After delivering positive surprises for five consecutive quarters, Signet Jewelers LimitedSIG disappointed with lower-than-expected results for the third quarter of fiscal 2016. Shares of this jewelry retailer are down 3.7% since the company reported fiscal third-quarter results on Nov 24.

The company posted adjusted quarterly earnings of 33 cents a share that compared unfavorably with the Zacks Consensus Estimate of 38 cents. Earnings were affected by a modest margin due to a sales mix shift from its Jared brand to the Kay brand.

Signet Jewelers Limited (SIG) - Earnings Surprise | FindTheCompany

However, fiscal third-quarter earnings increased 57.1% from 21 cents reported in the prior-year quarter. Including one-time items, earnings came in at 19 cents per share. In the prior-year quarter, the company had incurred a loss of 2 cents.

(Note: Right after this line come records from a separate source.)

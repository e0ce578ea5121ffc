use serde::Serialize;

use super::types::TranscriptFragment;

const MOMENT_TEXT_CHARS: usize = 100;

/// A representative point in a transcript.
#[derive(Debug, Clone, PartialEq, Serialize)]
#[serde(rename_all = "camelCase")]
pub struct KeyMoment {
    pub text: String,
    pub timestamp: f64,
    pub time_string: String,
}

/// Picks up to `max_moments` fragments at an even stride of
/// `len / max_moments`. With fewer fragments than requested moments the
/// stride is 0 and every moment is the first fragment.
pub fn extract_key_moments(fragments: &[TranscriptFragment], max_moments: usize) -> Vec<KeyMoment> {
    if max_moments == 0 || fragments.is_empty() {
        return Vec::new();
    }
    let interval = fragments.len() / max_moments;

    (0..max_moments)
        .map(|i| i * interval)
        .take_while(|&idx| idx < fragments.len())
        .map(|idx| {
            let item = &fragments[idx];
            let mut text: String = item.text.chars().take(MOMENT_TEXT_CHARS).collect();
            text.push_str("...");
            KeyMoment {
                text,
                timestamp: item.start,
                time_string: format_timestamp(item.start),
            }
        })
        .collect()
}

/// Formats seconds as `H:MM:SS`, or `M:SS` under an hour.
pub fn format_timestamp(seconds: f64) -> String {
    let total = seconds.max(0.0).floor() as u64;
    let hours = total / 3600;
    let minutes = (total % 3600) / 60;
    let secs = total % 60;

    if hours > 0 {
        format!("{}:{:02}:{:02}", hours, minutes, secs)
    } else {
        format!("{}:{:02}", minutes, secs)
    }
}

#[cfg(test)]
mod tests {
    use super::*;

    fn frag(text: &str, start: f64) -> TranscriptFragment {
        TranscriptFragment::new(text, start, 1.0)
    }

    #[test]
    fn evenly_distributed() {
        let t: Vec<_> = (0..10).map(|i| frag(&format!("Moment {i}"), i as f64 * 10.0)).collect();
        let m = extract_key_moments(&t, 5);
        assert_eq!(m.len(), 5);
        assert_eq!(m[1].timestamp, 20.0);
        assert_eq!(m[1].text, "Moment 2...");
    }

    #[test]
    fn timestamps_and_strings() {
        let t = [frag("Start", 0.0), frag("Middle", 30.0), frag("End", 60.0)];
        let m = extract_key_moments(&t, 3);
        let strings: Vec<_> = m.iter().map(|k| k.time_string.as_str()).collect();
        assert_eq!(strings, vec!["0:00", "0:30", "1:00"]);
    }

    #[test]
    fn long_text_truncated_to_100_plus_ellipsis() {
        let m = extract_key_moments(&[frag(&"a".repeat(200), 0.0)], 1);
        assert_eq!(m[0].text.chars().count(), 103);
        assert!(m[0].text.ends_with("..."));
    }

    #[test]
    fn more_moments_than_fragments_repeats_first() {
        let m = extract_key_moments(&[frag("Only one", 0.0)], 10);
        assert_eq!(m.len(), 10);
        assert_eq!(m[0].text, m[9].text);
    }

    #[test]
    fn zero_moments_or_empty() {
        assert!(extract_key_moments(&[frag("Test", 0.0)], 0).is_empty());
        assert!(extract_key_moments(&[], 5).is_empty());
    }

    #[test]
    fn timestamp_formats() {
        assert_eq!(format_timestamp(45.0), "0:45");
        assert_eq!(format_timestamp(125.0), "2:05");
        assert_eq!(format_timestamp(3665.0), "1:01:05");
        assert_eq!(format_timestamp(3605.9), "1:00:05");
    }
}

Signet posted total sales of $1,216.4 million in the reported quarter, up 3.3% from the prior-year quarter driven by growth in same store sales. However, the top line fell short of the Zacks Consensus Estimate of $1,240 million.

Quarterly Highlights

For the fiscal third quarter, comparable-store sales (comps) climbed 3.3% against an increase of 4.2% in the prior-year quarter. Comps were driven by branded bridal sales across all store banners together with higher sales in the company's Kay brand. E-Commerce sales came at $50.5 million, up 12.7% on a year-over-year basis.

By division, sales at the Sterling Jewelers Division grew 5.9% to $733.5 million on the back of strong performance by the bridal brands and select diamond jewelry in the company's Kay brand.

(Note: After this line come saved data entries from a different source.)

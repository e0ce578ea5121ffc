use serde::{Deserialize, Serialize};

/// A unit of timed caption text, as produced by a transcript source.
///
/// Caption feeds disagree on field names, so `offset`/`dur` are accepted as
/// aliases and missing numbers default to 0.
#[derive(Debug, Clone, PartialEq, Serialize, Deserialize)]
pub struct TranscriptFragment {
    pub text: String,
    /// Seconds from media start.
    #[serde(default, alias = "offset")]
    pub start: f64,
    /// Seconds the fragment is displayed.
    #[serde(default, alias = "dur")]
    pub duration: f64,
}

impl TranscriptFragment {
    pub fn new(text: impl Into<String>, start: f64, duration: f64) -> Self {
        Self {
            text: text.into(),
            start,
            duration,
        }
    }

    /// Where this fragment stops being displayed.
    pub fn end(&self) -> f64 {
        self.start + self.duration
    }
}

/// Derived, read-only result of [`process_transcript`](super::process_transcript).
#[derive(Debug, Clone, Default, PartialEq, Serialize, Deserialize)]
#[serde(rename_all = "camelCase")]
pub struct ProcessedTranscript {
    /// All fragment texts, single-spaced and trimmed.
    pub full_text: String,
    /// Sentence-aligned chunks of `full_text`.
    pub chunks: Vec<String>,
    /// Furthest `start + duration` over all fragments.
    pub duration: f64,
    /// True if any fragment starts after 0.
    pub has_timestamps: bool,
}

Sales at the Zale Division decreased 0.5% to $329.9 million. However, sales increased 2.4% on a constant currency basis. This increase was driven by higher sales at branded bridal collections and Piercing Pagoda.

Sales in the U.K. division decreased 1.1% to $149.4 million mainly due to foreign currency headwinds. However, sales increased 4.9% on a constant currency basis on the back of strong performance by the diamond jewelry and watches collections.

Gross profit increased 6.3% to $367.7 million while gross margin expanded 80 basis points (bps) to 30.2%. Operating income was $33.6 million, up 214% while operating margin expanded 190 bps to 2.8%.

Other Details

Signet ended the fiscal quarter with cash and cash equivalents of $77.2 million, net receivables of $1,451.5 million and net inventories of $2,727 million. Long-term debt and total shareholders' equity, as of Oct 31, 2015, were $1,338.7 million and $2,845 million, respectively.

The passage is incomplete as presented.